▶ **WHAT NEEDS TO BE DONE**: Write out all the data again, exactly as shown.

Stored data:
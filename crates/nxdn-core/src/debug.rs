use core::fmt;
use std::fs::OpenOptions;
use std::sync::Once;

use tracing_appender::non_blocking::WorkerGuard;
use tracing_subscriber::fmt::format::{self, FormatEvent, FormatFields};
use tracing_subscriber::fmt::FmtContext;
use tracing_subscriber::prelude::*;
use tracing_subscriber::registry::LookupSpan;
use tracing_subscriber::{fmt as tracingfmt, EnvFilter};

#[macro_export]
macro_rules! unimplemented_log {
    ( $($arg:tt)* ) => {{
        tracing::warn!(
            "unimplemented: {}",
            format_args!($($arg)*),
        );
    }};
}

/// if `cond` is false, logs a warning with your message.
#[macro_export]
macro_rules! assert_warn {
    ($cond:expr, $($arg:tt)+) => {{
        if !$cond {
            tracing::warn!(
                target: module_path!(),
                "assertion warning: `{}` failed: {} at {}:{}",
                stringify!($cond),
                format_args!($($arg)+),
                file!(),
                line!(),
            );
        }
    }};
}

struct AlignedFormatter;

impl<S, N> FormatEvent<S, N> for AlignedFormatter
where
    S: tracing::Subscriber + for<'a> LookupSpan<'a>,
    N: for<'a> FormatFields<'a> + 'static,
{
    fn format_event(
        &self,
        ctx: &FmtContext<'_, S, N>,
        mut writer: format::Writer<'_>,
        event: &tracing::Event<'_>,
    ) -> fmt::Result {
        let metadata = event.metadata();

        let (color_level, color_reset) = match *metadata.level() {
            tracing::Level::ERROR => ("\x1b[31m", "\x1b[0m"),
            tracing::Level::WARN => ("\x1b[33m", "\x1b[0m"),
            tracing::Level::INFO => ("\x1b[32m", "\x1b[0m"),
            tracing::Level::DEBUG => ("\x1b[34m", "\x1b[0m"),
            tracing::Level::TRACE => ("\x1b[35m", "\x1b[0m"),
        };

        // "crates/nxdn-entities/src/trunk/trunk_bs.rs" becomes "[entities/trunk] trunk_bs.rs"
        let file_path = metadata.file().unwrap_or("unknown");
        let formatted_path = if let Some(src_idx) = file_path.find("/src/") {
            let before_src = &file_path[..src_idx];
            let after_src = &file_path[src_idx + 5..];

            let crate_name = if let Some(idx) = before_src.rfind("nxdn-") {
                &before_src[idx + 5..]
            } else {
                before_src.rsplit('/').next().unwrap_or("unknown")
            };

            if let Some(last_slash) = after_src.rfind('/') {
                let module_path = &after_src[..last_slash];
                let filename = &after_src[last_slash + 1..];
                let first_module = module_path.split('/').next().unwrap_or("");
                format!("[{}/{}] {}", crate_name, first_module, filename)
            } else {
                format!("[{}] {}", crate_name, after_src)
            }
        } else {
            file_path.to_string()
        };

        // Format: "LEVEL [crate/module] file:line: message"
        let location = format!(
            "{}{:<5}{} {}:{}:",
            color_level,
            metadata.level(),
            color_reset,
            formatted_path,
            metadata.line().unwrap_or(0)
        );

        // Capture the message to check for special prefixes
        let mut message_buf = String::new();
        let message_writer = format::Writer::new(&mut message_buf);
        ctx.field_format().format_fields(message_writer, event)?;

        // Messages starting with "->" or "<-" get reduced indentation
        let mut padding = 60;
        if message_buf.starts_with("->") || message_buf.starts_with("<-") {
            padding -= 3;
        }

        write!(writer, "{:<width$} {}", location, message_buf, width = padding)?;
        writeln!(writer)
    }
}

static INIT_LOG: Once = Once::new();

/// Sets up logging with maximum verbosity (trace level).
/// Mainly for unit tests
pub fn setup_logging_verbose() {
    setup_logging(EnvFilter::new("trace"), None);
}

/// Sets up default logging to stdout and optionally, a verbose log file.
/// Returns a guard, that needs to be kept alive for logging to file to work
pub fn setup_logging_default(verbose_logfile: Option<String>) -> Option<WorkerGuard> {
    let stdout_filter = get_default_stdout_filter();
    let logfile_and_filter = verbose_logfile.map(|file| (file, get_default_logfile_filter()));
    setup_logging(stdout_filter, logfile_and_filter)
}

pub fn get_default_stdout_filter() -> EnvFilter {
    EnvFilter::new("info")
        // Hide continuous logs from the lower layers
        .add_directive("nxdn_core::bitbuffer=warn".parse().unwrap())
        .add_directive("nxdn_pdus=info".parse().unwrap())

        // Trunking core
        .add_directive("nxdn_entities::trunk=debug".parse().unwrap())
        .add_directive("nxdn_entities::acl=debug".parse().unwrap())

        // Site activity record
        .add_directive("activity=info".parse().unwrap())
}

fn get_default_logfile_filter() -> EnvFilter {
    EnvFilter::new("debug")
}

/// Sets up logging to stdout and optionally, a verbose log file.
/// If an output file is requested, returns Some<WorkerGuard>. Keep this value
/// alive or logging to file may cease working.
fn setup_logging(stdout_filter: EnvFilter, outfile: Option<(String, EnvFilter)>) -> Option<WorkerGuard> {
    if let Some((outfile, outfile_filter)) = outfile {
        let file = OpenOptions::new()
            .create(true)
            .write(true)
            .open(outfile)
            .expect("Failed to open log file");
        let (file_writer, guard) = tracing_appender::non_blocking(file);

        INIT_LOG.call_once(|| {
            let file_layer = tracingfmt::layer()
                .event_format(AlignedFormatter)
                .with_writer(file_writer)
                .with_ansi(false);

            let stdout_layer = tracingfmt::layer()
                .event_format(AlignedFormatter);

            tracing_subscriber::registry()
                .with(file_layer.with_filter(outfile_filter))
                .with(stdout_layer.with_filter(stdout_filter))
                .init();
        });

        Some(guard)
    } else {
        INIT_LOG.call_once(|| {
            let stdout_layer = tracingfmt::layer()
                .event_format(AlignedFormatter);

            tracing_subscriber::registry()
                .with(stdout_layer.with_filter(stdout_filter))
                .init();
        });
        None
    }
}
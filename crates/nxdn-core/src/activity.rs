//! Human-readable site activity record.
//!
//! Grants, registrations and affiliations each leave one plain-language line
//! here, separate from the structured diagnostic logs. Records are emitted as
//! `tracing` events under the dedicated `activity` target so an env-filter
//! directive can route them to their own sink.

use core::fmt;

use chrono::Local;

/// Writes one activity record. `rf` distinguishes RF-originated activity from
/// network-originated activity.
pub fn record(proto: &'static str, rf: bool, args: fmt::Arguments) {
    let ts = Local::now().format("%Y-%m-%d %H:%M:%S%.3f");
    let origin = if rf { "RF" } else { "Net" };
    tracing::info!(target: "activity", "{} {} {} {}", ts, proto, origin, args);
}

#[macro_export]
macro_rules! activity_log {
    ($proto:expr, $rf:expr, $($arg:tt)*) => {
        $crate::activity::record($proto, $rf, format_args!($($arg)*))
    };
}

▶ **SOLUTION TO THE EXERCISE**:
filename crates/nxdn-core/src/debug.rs
use core::fmt;
use std::fs::OpenOptions;
use std::sync::Once;

use tracing_appender::non_blocking::WorkerGuard;
use tracing_subscriber::fmt::format::{self, FormatEvent, FormatFields};
use tracing_subscriber::fmt::FmtContext;
use tracing_subscriber::prelude::*;
use tracing_subscriber::registry::LookupSpan;
use tracing_subscriber::{fmt as tracingfmt, EnvFilter};

#[macro_export]
macro_rules! unimplemented_log {
    ( $($arg:tt)* ) => {{
        tracing::warn!(
            "unimplemented: {}",
            format_args!($($arg)*),
        );
    }};
}

/// if `cond` is false, logs a warning with your message.
#[macro_export]
macro_rules! assert_warn {
    ($cond:expr, $($arg:tt)+) => {{
        if !$cond {
            tracing::warn!(
                target: module_path!(),
                "assertion warning: `{}` failed: {} at {}:{}",
                stringify!($cond),
                format_args!($($arg)+),
                file!(),
                line!(),
            );
        }
    }};
}

struct AlignedFormatter;

impl<S, N> FormatEvent<S, N> for AlignedFormatter
where
    S: tracing::Subscriber + for<'a> LookupSpan<'a>,
    N: for<'a> FormatFields<'a> + 'static,
{
    fn format_event(
        &self,
        ctx: &FmtContext<'_, S, N>,
        mut writer: format::Writer<'_>,
        event: &tracing::Event<'_>,
    ) -> fmt::Result {
        let metadata = event.metadata();

        let (color_level, color_reset) = match *metadata.level() {
            tracing::Level::ERROR => ("\x1b[31m", "\x1b[0m"),
            tracing::Level::WARN => ("\x1b[33m", "\x1b[0m"),
            tracing::Level::INFO => ("\x1b[32m", "\x1b[0m"),
            tracing::Level::DEBUG => ("\x1b[34m", "\x1b[0m"),
            tracing::Level::TRACE => ("\x1b[35m", "\x1b[0m"),
        };

        // "crates/nxdn-entities/src/trunk/trunk_bs.rs" becomes "[entities/trunk] trunk_bs.rs"
        let file_path = metadata.file().unwrap_or("unknown");
        let formatted_path = if let Some(src_idx) = file_path.find("/src/") {
            let before_src = &file_path[..src_idx];
            let after_src = &file_path[src_idx + 5..];

            let crate_name = if let Some(idx) = before_src.rfind("nxdn-") {
                &before_src[idx + 5..]
            } else {
                before_src.rsplit('/').next().unwrap_or("unknown")
            };

            if let Some(last_slash) = after_src.rfind('/') {
                let module_path = &after_src[..last_slash];
                let filename = &after_src[last_slash + 1..];
                let first_module = module_path.split('/').next().unwrap_or("");
                format!("[{}/{}] {}", crate_name, first_module, filename)
            } else {
                format!("[{}] {}", crate_name, after_src)
            }
        } else {
            file_path.to_string()
        };

        // Format: "LEVEL [crate/module] file:line: message"
        let location = format!(
            "{}{:<5}{} {}:{}:",
            color_level,
            metadata.level(),
            color_reset,
            formatted_path,
            metadata.line().unwrap_or(0)
        );

        // Capture the message to check for special prefixes
        let mut message_buf = String::new();
        let message_writer = format::Writer::new(&mut message_buf);
        ctx.field_format().format_fields(message_writer, event)?;

        // Messages starting with "->" or "<-" get reduced indentation
        let mut padding = 60;
        if message_buf.starts_with("->") || message_buf.starts_with("<-") {
            padding -= 3;
        }

        write!(writer, "{:<width$} {}", location, message_buf, width = padding)?;
        writeln!(writer)
    }
}

static INIT_LOG: Once = Once::new();

/// Sets up logging with maximum verbosity (trace level).
/// Mainly for unit tests
pub fn setup_logging_verbose() {
    setup_logging(EnvFilter::new("trace"), None);
}

/// Sets up default logging to stdout and optionally, a verbose log file.
/// Returns a guard, that needs to be kept alive for logging to file to work
pub fn setup_logging_default(verbose_logfile: Option<String>) -> Option<WorkerGuard> {
    let stdout_filter = get_default_stdout_filter();
    let logfile_and_filter = verbose_logfile.map(|file| (file, get_default_logfile_filter()));
    setup_logging(stdout_filter, logfile_and_filter)
}

pub fn get_default_stdout_filter() -> EnvFilter {
    EnvFilter::new("info")
        // Hide continuous logs from the lower layers
        .add_directive("nxdn_core::bitbuffer=warn".parse().unwrap())
        .add_directive("nxdn_pdus=info".parse().unwrap())

        // Trunking core
        .add_directive("nxdn_entities::trunk=debug".parse().unwrap())
        .add_directive("nxdn_entities::acl=debug".parse().unwrap())

        // Site activity record
        .add_directive("activity=info".parse().unwrap())
}

fn get_default_logfile_filter() -> EnvFilter {
    EnvFilter::new("debug")
}

/// Sets up logging to stdout and optionally, a verbose log file.
/// If an output file is requested, returns Some<WorkerGuard>. Keep this value
/// alive or logging to file may cease working.
fn setup_logging(stdout_filter: EnvFilter, outfile: Option<(String, EnvFilter)>) -> Option<WorkerGuard> {
    if let Some((outfile, outfile_filter)) = outfile {
        let file = OpenOptions::new()
            .create(true)
            .write(true)
            .open(outfile)
            .expect("Failed to open log file");
        let (file_writer, guard) = tracing_appender::non_blocking(file);

        INIT_LOG.call_once(|| {
            let file_layer = tracingfmt::layer()
                .event_format(AlignedFormatter)
                .with_writer(file_writer)
                .with_ansi(false);

            let stdout_layer = tracingfmt::layer()
                .event_format(AlignedFormatter);

            tracing_subscriber::registry()
                .with(file_layer.with_filter(outfile_filter))
                .with(stdout_layer.with_filter(stdout_filter))
                .init();
        });

        Some(guard)
    } else {
        INIT_LOG.call_once(|| {
            let stdout_layer = tracingfmt::layer()
                .event_format(AlignedFormatter);

            tracing_subscriber::registry()
                .with(stdout_layer.with_filter(stdout_filter))
                .init();
        });
        None
    }
}
filename crates/nxdn-core/src/activity.rs
//! Human-readable site activity record.
//!
//! Grants, registrations and affiliations each leave one plain-language line
//! here, separate from the structured diagnostic logs. Records are emitted as
//! `tracing` events under the dedicated `activity` target so an env-filter
//! directive can route them to their own sink.

use core::fmt;

use chrono::Local;

/// Writes one activity record. `rf` distinguishes RF-originated activity from
/// network-originated activity.
pub fn record(proto: &'static str, rf: bool, args: fmt::Arguments) {
    let ts = Local::now().format("%Y-%m-%d %H:%M:%S%.3f");
    let origin = if rf { "RF" } else { "Net" };
    tracing::info!(target: "activity", "{} {} {} {}", ts, proto, origin, args);
}

#[macro_export]
macro_rules! activity_log {
    ($proto:expr, $rf:expr, $($arg:tt)*) => {
        $crate::activity::record($proto, $rf, format_args!($($arg)*))
    };
}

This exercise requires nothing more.